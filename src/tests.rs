// Handler tests for the Cart Service API
// Runs the full router against the in-memory store and a fixed stock table

use super::*;
use crate::auth::token::sign_for_tests;
use crate::carts::{
    CartSettings, CartStatus, FlatPercentageCoupons, InMemoryCartStore, StockTable,
};
use axum::http::{header::AUTHORIZATION, HeaderValue, StatusCode};
use axum_test::TestServer;
use rust_decimal_macros::dec;
use serde_json::json;
use uuid::Uuid;

const SECRET: &str = "handler-test-secret";

// ============================================================================
// Test Helpers
// ============================================================================

/// Helper function to create a test app backed by the in-memory store
fn create_test_app() -> TestServer {
    let store = Arc::new(InMemoryCartStore::new());
    let stock = StockTable::new()
        .with_stock("espresso-beans", 50)
        .with_stock("grinder", 1);

    let state = AppState {
        cart_service: CartService::new(
            store.clone(),
            Arc::new(stock),
            Arc::new(FlatPercentageCoupons::default()),
            CartSettings::default(),
        ),
        statistics: StatisticsAggregator::new(store),
        tokens: Arc::new(TokenService::new(SECRET)),
    };

    TestServer::new(create_router(state)).unwrap()
}

fn bearer(user_id: &str) -> HeaderValue {
    let token = sign_for_tests(SECRET, user_id, 900);
    HeaderValue::from_str(&format!("Bearer {}", token)).unwrap()
}

fn item_payload(product_id: &str, quantity: i32) -> serde_json::Value {
    json!({
        "productId": product_id,
        "title": "Test Product",
        "price": "10.00",
        "quantity": quantity
    })
}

□ □ □ □ □ □ □

> _Exercise instructions_
The response should repeat the whole listing exactly.

> _Exercise answer_
filename src/tests.rs
// Handler tests for the Cart Service API
// Runs the full router against the in-memory store and a fixed stock table

use super::*;
use crate::auth::token::sign_for_tests;
use crate::carts::{
    CartSettings, CartStatus, FlatPercentageCoupons, InMemoryCartStore, StockTable,
};
use axum::http::{header::AUTHORIZATION, HeaderValue, StatusCode};
use axum_test::TestServer;
use rust_decimal_macros::dec;
use serde_json::json;
use uuid::Uuid;

const SECRET: &str = "handler-test-secret";

// ============================================================================
// Test Helpers
// ============================================================================

/// Helper function to create a test app backed by the in-memory store
fn create_test_app() -> TestServer {
    let store = Arc::new(InMemoryCartStore::new());
    let stock = StockTable::new()
        .with_stock("espresso-beans", 50)
        .with_stock("grinder", 1);

    let state = AppState {
        cart_service: CartService::new(
            store.clone(),
            Arc::new(stock),
            Arc::new(FlatPercentageCoupons::default()),
            CartSettings::default(),
        ),
        statistics: StatisticsAggregator::new(store),
        tokens: Arc::new(TokenService::new(SECRET)),
    };

    TestServer::new(create_router(state)).unwrap()
}

fn bearer(user_id: &str) -> HeaderValue {
    let token = sign_for_tests(SECRET, user_id, 900);
    HeaderValue::from_str(&format!("Bearer {}", token)).unwrap()
}

fn item_payload(product_id: &str, quantity: i32) -> serde_json::Value {
    json!({
        "productId": product_id,
        "title": "Test Product",
        "price": "10.00",
        "quantity": quantity
    })
}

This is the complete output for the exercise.